Have you enabled iommu? I can't get the intel HDMI driver to work with VT-d enabled. Try booting with intel_iommu=off

----------

## krinn

 *Keruskerfuerst wrote:*   

> snd_hda_intel          19669  0 
> 
> The driver for the Intel HDA is not loaded.

 

Sorry it is.

If any module is list by lsmod, then the module is loaded.

The 0 value shown here is the module dependencies, a dep on b will output a=1 and b=0 (b doesn't depend on a) but both a & b are loaded.

You can also have a dep that is not even a module and get the output a=1 (but no b shown as b isn't a module itself).

OP:

You have 3 cards reports, the 03.0, the 1b.0 and the 00.1 (the hdmi one), and only two are enable from your output (and i think both 03.0 and 1b.0 should use the same snd_hda_intel).

Are you sure the connectors from the mb where you plug the jack in are the ones handle by the card that is enable?

That's something cards_limit should set, yours seems not set, the 3 should be enable so, but you have only 2 listed.

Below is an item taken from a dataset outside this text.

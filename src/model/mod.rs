pub mod api;
pub mod common;
pub mod db;
pub mod mongodb;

Re-check if you didn't limit your cards to 2 only, and by doing that, you have disable the 3rd card which is the one handling the jack output.

From your output, i could tell you the 1b.0 is the classic mb chip use ; and this is the one that should be enable and that should logically own the jack output.

If it could help you, have a look

```
lspci | grep Audio

00:1b.0 Audio device: Intel Corporation 9 Series Chipset Family HD Audio Controller

01:00.1 Audio device: NVIDIA Corporation GK104 HDMI Audio Controller (rev a1)

```

----------

## Uroc327

My kernel cmdline contains 

```
snd.cards_limit=1
```

 (as seen in dmesg).

So basically I shouldn't have two cards but only one, correct?

Also have a look at my alsa.conf (first post) where I explicitely map IDs to indices (at least I think I do).

I'm pretty sure I plugged the audio cable into the correct jack (the green one). (Picture of my motherboard back panel)

----------

## krinn

This is not a question if you plug-in the cable inside the green jack or not.

The question is : if you plug it inside the green jack, but the green jack is handle by card Z, if you enable card Y only : you will have no sound, because card Z is the one that own the green jack.

```
[    1.958586] snd_hda_intel 0000:00:03.0: enabling device (0000 -> 0002)

[    1.958660] snd_hda_intel 0000:00:03.0: Haswell must build in CONFIG_SND_HDA_I915

[    1.958680] snd_hda_intel 0000:00:1b.0: enabling device (0000 -> 0002)

```

We can see the snd_hda_intel is handling both the 03.0 device and the 01.0 device.

We can see the 03.0 device appears FIRST (it's important, most computer related software like to do: first see, first serve)

Now if you limit your cards to one, why are you sure the only one enable is the 01.0 (that should be the one using the handling the green jack)?

You should kill the limit, to makes sure all can be seen, allowing you to figure out who is who easier. Once you get sounds, put your limit or special things like you wish, but you know it works.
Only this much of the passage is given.